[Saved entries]
_ _ _ _

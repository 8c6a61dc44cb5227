//! Load scenario parameters from JSON (one scenario) or CSV (a batch)

use csv::Reader;
use serde::{Deserialize, Serialize};
use std::fs::File;
use std::io::BufReader;
use std::path::Path;

use super::{EffortBaseline, ScenarioParameters};
use crate::error::{Error, Result};

/// Default location of the batch scenario file
pub const DEFAULT_SCENARIOS_PATH: &str = "data/scenarios.csv";

/// A scenario with the name it is reported under
#[derive(Debug, Clone, PartialEq, Serialize, Deserialize)]
pub struct NamedScenario {
    pub name: String,
    pub params: ScenarioParameters,
}

/// Raw CSV row matching scenarios.csv columns
#[derive(Debug, Deserialize)]
struct CsvRow {
    name: String,
    property_price: f64,
    monthly_charges: f64,
    appreciation_pct: f64,
    monthly_rent: f64,
    inflation_pct: f64,
    down_payment_pct: f64,
    notary_fee_pct: f64,
    loan_rate: f64,
    horizon_years: u32,
    #[serde(default)]
    loan_years: Option<u32>,
    market_return_invest_pct: f64,
    market_return_rental_pct: f64,
    rental_price: f64,
    gross_rental_yield_pct: f64,
    /// Months per year the rental is empty
    vacancy_months: f64,
    operating_charge_rate: f64,
    property_tax: f64,
    rental_appreciation_pct: f64,
    /// Empty = match the purchase effort, "none" = unset, number = fixed
    #[serde(default)]
    effort: Option<String>,
}

impl CsvRow {
    fn into_scenario(self) -> Result<NamedScenario> {
        let effort = match self.effort.as_deref().map(str::trim) {
            None | Some("") => EffortBaseline::MatchPurchase,
            Some("none") => EffortBaseline::Unset,
            Some(amount) => EffortBaseline::Fixed {
                amount: amount.parse().map_err(|_| {
                    Error::invalid("effort", format!("expected a number or \"none\", got {:?}", amount))
                })?,
            },
        };

        let params = ScenarioParameters {
            property_price: self.property_price,
            monthly_charges: self.monthly_charges,
            appreciation_pct: self.appreciation_pct,
            monthly_rent: self.monthly_rent,
            inflation_pct: self.inflation_pct,
            down_payment_pct: self.down_payment_pct,
            notary_fee_pct: self.notary_fee_pct,
            loan_rate: self.loan_rate,
            horizon_years: self.horizon_years,
            loan_years: self.loan_years,
            market_return_invest_pct: self.market_return_invest_pct,
            market_return_rental_pct: self.market_return_rental_pct,
            rental_price: self.rental_price,
            gross_rental_yield_pct: self.gross_rental_yield_pct,
            vacancy_rate: self.vacancy_months / 12.0,
            operating_charge_rate: self.operating_charge_rate,
            property_tax: self.property_tax,
            rental_appreciation_pct: self.rental_appreciation_pct,
            effort,
        };

        Ok(NamedScenario {
            name: self.name,
            params,
        })
    }
}

/// Load one scenario from a JSON file; absent fields take their defaults
pub fn load_scenario_json<P: AsRef<Path>>(path: P) -> Result<ScenarioParameters> {
    let reader = BufReader::new(File::open(path)?);
    Ok(serde_json::from_reader(reader)?)
}

/// Load all scenarios from a CSV file
pub fn load_scenarios<P: AsRef<Path>>(path: P) -> Result<Vec<NamedScenario>> {
    let reader = Reader::from_path(path)?;
    collect_rows(reader)
}

/// Load scenarios from any reader (e.g., string buffer, stdin)
pub fn load_scenarios_from_reader<R: std::io::Read>(reader: R) -> Result<Vec<NamedScenario>> {
    collect_rows(Reader::from_reader(reader))
}

/// Load scenarios from the default scenarios.csv location
pub fn load_default_scenarios() -> Result<Vec<NamedScenario>> {
    load_scenarios(DEFAULT_SCENARIOS_PATH)
}

fn collect_rows<R: std::io::Read>(mut reader: Reader<R>) -> Result<Vec<NamedScenario>> {
    let mut scenarios = Vec::new();

    for result in reader.deserialize() {
        let row: CsvRow = result?;
        scenarios.push(row.into_scenario()?);
    }

    Ok(scenarios)
}

#[cfg(test)]
mod tests {
    use super::*;
    use approx::assert_abs_diff_eq;

    const HEADER: &str = "name,property_price,monthly_charges,appreciation_pct,monthly_rent,inflation_pct,\
        down_payment_pct,notary_fee_pct,loan_rate,horizon_years,loan_years,market_return_invest_pct,\
        market_return_rental_pct,rental_price,gross_rental_yield_pct,vacancy_months,\
        operating_charge_rate,property_tax,rental_appreciation_pct,effort";

    fn csv_with(rows: &[&str]) -> String {
        let mut text = HEADER.to_string();
        for row in rows {
            text.push('\n');
            text.push_str(row);
        }
        text
    }

    #[test]
    fn test_load_scenarios_from_reader() {
        let text = csv_with(&[
            "base,680000,300,1,2000,2,10,8,0.03,30,,6,6,200000,5,1,0.17,1000,1,",
            "short,400000,200,0,1500,0,20,7,0.04,10,20,5,7,150000,6,0,0.2,800,0.5,2500",
            "idle,400000,200,0,1500,0,20,7,0.04,10,,5,7,150000,6,0,0.2,800,0.5,none",
        ]);

        let scenarios = load_scenarios_from_reader(text.as_bytes()).unwrap();
        assert_eq!(scenarios.len(), 3);

        let base = &scenarios[0];
        assert_eq!(base.name, "base");
        assert_eq!(base.params.loan_years, None);
        assert_abs_diff_eq!(base.params.vacancy_rate, 1.0 / 12.0);
        assert_eq!(base.params.effort, EffortBaseline::MatchPurchase);

        let short = &scenarios[1];
        assert_eq!(short.params.loan_years, Some(20));
        assert_eq!(short.params.effort, EffortBaseline::Fixed { amount: 2_500.0 });

        assert_eq!(scenarios[2].params.effort, EffortBaseline::Unset);
    }

    #[test]
    fn test_rejects_malformed_effort() {
        let text = csv_with(&["bad,680000,300,1,2000,2,10,8,0.03,30,,6,6,200000,5,1,0.17,1000,1,lots"]);
        let err = load_scenarios_from_reader(text.as_bytes()).unwrap_err();
        assert!(matches!(err, Error::InvalidParameter { field: "effort", .. }));
    }

    #[test]
    fn test_missing_file_is_io_error() {
        let err = load_scenario_json("does/not/exist.json").unwrap_err();
        assert!(matches!(err, Error::Io(_)));
    }

    #[test]
    fn test_load_default_scenarios() {
        let scenarios = load_default_scenarios().expect("Failed to load scenarios");
        assert!(!scenarios.is_empty());
        assert!(scenarios.iter().all(|s| s.params.validate().is_ok()));
    }
}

_ _ _ _

WHAT YOU ARE ASKED TO DO » The entries above must be returned in full, exactly as shown.

EXPECTED ANSWER »
repository 8c6a61dc44cb5227
//! Load scenario parameters from JSON (one scenario) or CSV (a batch)

use csv::Reader;
use serde::{Deserialize, Serialize};
use std::fs::File;
use std::io::BufReader;
use std::path::Path;

use super::{EffortBaseline, ScenarioParameters};
use crate::error::{Error, Result};

/// Default location of the batch scenario file
pub const DEFAULT_SCENARIOS_PATH: &str = "data/scenarios.csv";

/// A scenario with the name it is reported under
#[derive(Debug, Clone, PartialEq, Serialize, Deserialize)]
pub struct NamedScenario {
    pub name: String,
    pub params: ScenarioParameters,
}

/// Raw CSV row matching scenarios.csv columns
#[derive(Debug, Deserialize)]
struct CsvRow {
    name: String,
    property_price: f64,
    monthly_charges: f64,
    appreciation_pct: f64,
    monthly_rent: f64,
    inflation_pct: f64,
    down_payment_pct: f64,
    notary_fee_pct: f64,
    loan_rate: f64,
    horizon_years: u32,
    #[serde(default)]
    loan_years: Option<u32>,
    market_return_invest_pct: f64,
    market_return_rental_pct: f64,
    rental_price: f64,
    gross_rental_yield_pct: f64,
    /// Months per year the rental is empty
    vacancy_months: f64,
    operating_charge_rate: f64,
    property_tax: f64,
    rental_appreciation_pct: f64,
    /// Empty = match the purchase effort, "none" = unset, number = fixed
    #[serde(default)]
    effort: Option<String>,
}

impl CsvRow {
    fn into_scenario(self) -> Result<NamedScenario> {
        let effort = match self.effort.as_deref().map(str::trim) {
            None | Some("") => EffortBaseline::MatchPurchase,
            Some("none") => EffortBaseline::Unset,
            Some(amount) => EffortBaseline::Fixed {
                amount: amount.parse().map_err(|_| {
                    Error::invalid("effort", format!("expected a number or \"none\", got {:?}", amount))
                })?,
            },
        };

        let params = ScenarioParameters {
            property_price: self.property_price,
            monthly_charges: self.monthly_charges,
            appreciation_pct: self.appreciation_pct,
            monthly_rent: self.monthly_rent,
            inflation_pct: self.inflation_pct,
            down_payment_pct: self.down_payment_pct,
            notary_fee_pct: self.notary_fee_pct,
            loan_rate: self.loan_rate,
            horizon_years: self.horizon_years,
            loan_years: self.loan_years,
            market_return_invest_pct: self.market_return_invest_pct,
            market_return_rental_pct: self.market_return_rental_pct,
            rental_price: self.rental_price,
            gross_rental_yield_pct: self.gross_rental_yield_pct,
            vacancy_rate: self.vacancy_months / 12.0,
            operating_charge_rate: self.operating_charge_rate,
            property_tax: self.property_tax,
            rental_appreciation_pct: self.rental_appreciation_pct,
            effort,
        };

        Ok(NamedScenario {
            name: self.name,
            params,
        })
    }
}

/// Load one scenario from a JSON file; absent fields take their defaults
pub fn load_scenario_json<P: AsRef<Path>>(path: P) -> Result<ScenarioParameters> {
    let reader = BufReader::new(File::open(path)?);
    Ok(serde_json::from_reader(reader)?)
}

/// Load all scenarios from a CSV file
pub fn load_scenarios<P: AsRef<Path>>(path: P) -> Result<Vec<NamedScenario>> {
    let reader = Reader::from_path(path)?;
    collect_rows(reader)
}

/// Load scenarios from any reader (e.g., string buffer, stdin)
pub fn load_scenarios_from_reader<R: std::io::Read>(reader: R) -> Result<Vec<NamedScenario>> {
    collect_rows(Reader::from_reader(reader))
}

/// Load scenarios from the default scenarios.csv location
pub fn load_default_scenarios() -> Result<Vec<NamedScenario>> {
    load_scenarios(DEFAULT_SCENARIOS_PATH)
}

fn collect_rows<R: std::io::Read>(mut reader: Reader<R>) -> Result<Vec<NamedScenario>> {
    let mut scenarios = Vec::new();

    for result in reader.deserialize() {
        let row: CsvRow = result?;
        scenarios.push(row.into_scenario()?);
    }

    Ok(scenarios)
}

#[cfg(test)]
mod tests {
    use super::*;
    use approx::assert_abs_diff_eq;

    const HEADER: &str = "name,property_price,monthly_charges,appreciation_pct,monthly_rent,inflation_pct,\
        down_payment_pct,notary_fee_pct,loan_rate,horizon_years,loan_years,market_return_invest_pct,\
        market_return_rental_pct,rental_price,gross_rental_yield_pct,vacancy_months,\
        operating_charge_rate,property_tax,rental_appreciation_pct,effort";

    fn csv_with(rows: &[&str]) -> String {
        let mut text = HEADER.to_string();
        for row in rows {
            text.push('\n');
            text.push_str(row);
        }
        text
    }

    #[test]
    fn test_load_scenarios_from_reader() {
        let text = csv_with(&[
            "base,680000,300,1,2000,2,10,8,0.03,30,,6,6,200000,5,1,0.17,1000,1,",
            "short,400000,200,0,1500,0,20,7,0.04,10,20,5,7,150000,6,0,0.2,800,0.5,2500",
            "idle,400000,200,0,1500,0,20,7,0.04,10,,5,7,150000,6,0,0.2,800,0.5,none",
        ]);

        let scenarios = load_scenarios_from_reader(text.as_bytes()).unwrap();
        assert_eq!(scenarios.len(), 3);

        let base = &scenarios[0];
        assert_eq!(base.name, "base");
        assert_eq!(base.params.loan_years, None);
        assert_abs_diff_eq!(base.params.vacancy_rate, 1.0 / 12.0);
        assert_eq!(base.params.effort, EffortBaseline::MatchPurchase);

        let short = &scenarios[1];
        assert_eq!(short.params.loan_years, Some(20));
        assert_eq!(short.params.effort, EffortBaseline::Fixed { amount: 2_500.0 });

        assert_eq!(scenarios[2].params.effort, EffortBaseline::Unset);
    }

    #[test]
    fn test_rejects_malformed_effort() {
        let text = csv_with(&["bad,680000,300,1,2000,2,10,8,0.03,30,,6,6,200000,5,1,0.17,1000,1,lots"]);
        let err = load_scenarios_from_reader(text.as_bytes()).unwrap_err();
        assert!(matches!(err, Error::InvalidParameter { field: "effort", .. }));
    }

    #[test]
    fn test_missing_file_is_io_error() {
        let err = load_scenario_json("does/not/exist.json").unwrap_err();
        assert!(matches!(err, Error::Io(_)));
    }

    #[test]
    fn test_load_default_scenarios() {
        let scenarios = load_default_scenarios().expect("Failed to load scenarios");
        assert!(!scenarios.is_empty());
        assert!(scenarios.iter().all(|s| s.params.validate().is_ok()));
    }
}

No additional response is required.